(Aim of the task): Type out the listing again, exactly, with every line included.

"""

//! Transport module: the messaging capability the order dialogue talks to.
//!
//! The dialogue only sees [`IncomingEvent`]s and calls [`Transport`] methods;
//! [`TelegramTransport`] maps both onto the Telegram Bot API through teloxide.

use async_trait::async_trait;
use teloxide::prelude::*;
use teloxide::types::{BotCommand, MessageId};
use tracing::debug;

use crate::bot::ui_builder::{bot_commands, to_reply_markup};
use crate::errors::TransportError;
use crate::localization::{LocalizationManager, SUPPORTED_LANGUAGES};

/// What a user sent, stripped down to what the dialogue needs
#[derive(Debug, Clone, PartialEq)]
pub enum EventKind {
    Text(String),
    Contact { phone_number: String },
    Other,
}

/// An incoming user event
#[derive(Debug, Clone, PartialEq)]
pub struct IncomingEvent {
    pub user_id: i64,
    pub chat_id: i64,
    pub username: Option<String>,
    pub language_code: Option<String>,
    pub kind: EventKind,
}

/// Reply keyboard attached to an outgoing message
#[derive(Debug, Clone, PartialEq)]
pub enum ReplyKeyboard {
    /// Persistent menu shown while no order is in progress
    Menu { order_label: String },
    /// Shown while waiting for the user's phone number
    Contact {
        share_label: String,
        cancel_label: String,
    },
    /// Hide any keyboard currently shown
    Remove,
}

/// Outbound messaging capability
#[async_trait]
pub trait Transport: Send + Sync {
    /// Send a text message, optionally replacing the reply keyboard
    async fn send_text(
        &self,
        chat_id: i64,
        text: &str,
        keyboard: Option<&ReplyKeyboard>,
    ) -> Result<(), TransportError>;

    /// Forward a message with content protection, so it cannot be saved or
    /// forwarded further by the recipient
    async fn forward_protected(
        &self,
        chat_id: i64,
        from_chat_id: i64,
        message_id: i32,
    ) -> Result<(), TransportError>;
}

/// [`Transport`] backed by the Telegram Bot API
#[derive(Clone)]
pub struct TelegramTransport {
    bot: Bot,
}

impl TelegramTransport {
    pub fn new(bot: Bot) -> Self {
        Self { bot }
    }

    /// Publish the command list in the Telegram menu for every supported language
    pub async fn register_commands(&self, l10n: &LocalizationManager) -> Result<(), TransportError> {
        let default_commands: Vec<BotCommand> = bot_commands(l10n, l10n.default_language());
        self.bot.set_my_commands(default_commands).await?;

        for lang in SUPPORTED_LANGUAGES {
            self.bot
                .set_my_commands(bot_commands(l10n, lang))
                .language_code(lang.to_string())
                .await?;
        }

        Ok(())
    }
}

#[async_trait]
impl Transport for TelegramTransport {
    async fn send_text(
        &self,
        chat_id: i64,
        text: &str,
        keyboard: Option<&ReplyKeyboard>,
    ) -> Result<(), TransportError> {
        let mut request = self.bot.send_message(ChatId(chat_id), text);
        if let Some(keyboard) = keyboard {
            request = request.reply_markup(to_reply_markup(keyboard));
        }

        request.await?;
        Ok(())
    }

    async fn forward_protected(
        &self,
        chat_id: i64,
        from_chat_id: i64,
        message_id: i32,
    ) -> Result<(), TransportError> {
        debug!(chat_id, from_chat_id, message_id, "Forwarding channel message");
        self.bot
            .forward_message(ChatId(chat_id), ChatId(from_chat_id), MessageId(message_id))
            .protect_content(true)
            .await?;
        Ok(())
    }
}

"""

(Solution to this task):
//! Transport module: the messaging capability the order dialogue talks to.
//!
//! The dialogue only sees [`IncomingEvent`]s and calls [`Transport`] methods;
//! [`TelegramTransport`] maps both onto the Telegram Bot API through teloxide.

use async_trait::async_trait;
use teloxide::prelude::*;
use teloxide::types::{BotCommand, MessageId};
use tracing::debug;

use crate::bot::ui_builder::{bot_commands, to_reply_markup};
use crate::errors::TransportError;
use crate::localization::{LocalizationManager, SUPPORTED_LANGUAGES};

/// What a user sent, stripped down to what the dialogue needs
#[derive(Debug, Clone, PartialEq)]
pub enum EventKind {
    Text(String),
    Contact { phone_number: String },
    Other,
}

/// An incoming user event
#[derive(Debug, Clone, PartialEq)]
pub struct IncomingEvent {
    pub user_id: i64,
    pub chat_id: i64,
    pub username: Option<String>,
    pub language_code: Option<String>,
    pub kind: EventKind,
}

/// Reply keyboard attached to an outgoing message
#[derive(Debug, Clone, PartialEq)]
pub enum ReplyKeyboard {
    /// Persistent menu shown while no order is in progress
    Menu { order_label: String },
    /// Shown while waiting for the user's phone number
    Contact {
        share_label: String,
        cancel_label: String,
    },
    /// Hide any keyboard currently shown
    Remove,
}

/// Outbound messaging capability
#[async_trait]
pub trait Transport: Send + Sync {
    /// Send a text message, optionally replacing the reply keyboard
    async fn send_text(
        &self,
        chat_id: i64,
        text: &str,
        keyboard: Option<&ReplyKeyboard>,
    ) -> Result<(), TransportError>;

    /// Forward a message with content protection, so it cannot be saved or
    /// forwarded further by the recipient
    async fn forward_protected(
        &self,
        chat_id: i64,
        from_chat_id: i64,
        message_id: i32,
    ) -> Result<(), TransportError>;
}

/// [`Transport`] backed by the Telegram Bot API
#[derive(Clone)]
pub struct TelegramTransport {
    bot: Bot,
}

impl TelegramTransport {
    pub fn new(bot: Bot) -> Self {
        Self { bot }
    }

    /// Publish the command list in the Telegram menu for every supported language
    pub async fn register_commands(&self, l10n: &LocalizationManager) -> Result<(), TransportError> {
        let default_commands: Vec<BotCommand> = bot_commands(l10n, l10n.default_language());
        self.bot.set_my_commands(default_commands).await?;

        for lang in SUPPORTED_LANGUAGES {
            self.bot
                .set_my_commands(bot_commands(l10n, lang))
                .language_code(lang.to_string())
                .await?;
        }

        Ok(())
    }
}

#[async_trait]
impl Transport for TelegramTransport {
    async fn send_text(
        &self,
        chat_id: i64,
        text: &str,
        keyboard: Option<&ReplyKeyboard>,
    ) -> Result<(), TransportError> {
        let mut request = self.bot.send_message(ChatId(chat_id), text);
        if let Some(keyboard) = keyboard {
            request = request.reply_markup(to_reply_markup(keyboard));
        }

        request.await?;
        Ok(())
    }

    async fn forward_protected(
        &self,
        chat_id: i64,
        from_chat_id: i64,
        message_id: i32,
    ) -> Result<(), TransportError> {
        debug!(chat_id, from_chat_id, message_id, "Forwarding channel message");
        self.bot
            .forward_message(ChatId(chat_id), ChatId(from_chat_id), MessageId(message_id))
            .protect_content(true)
            .await?;
        Ok(())
    }
}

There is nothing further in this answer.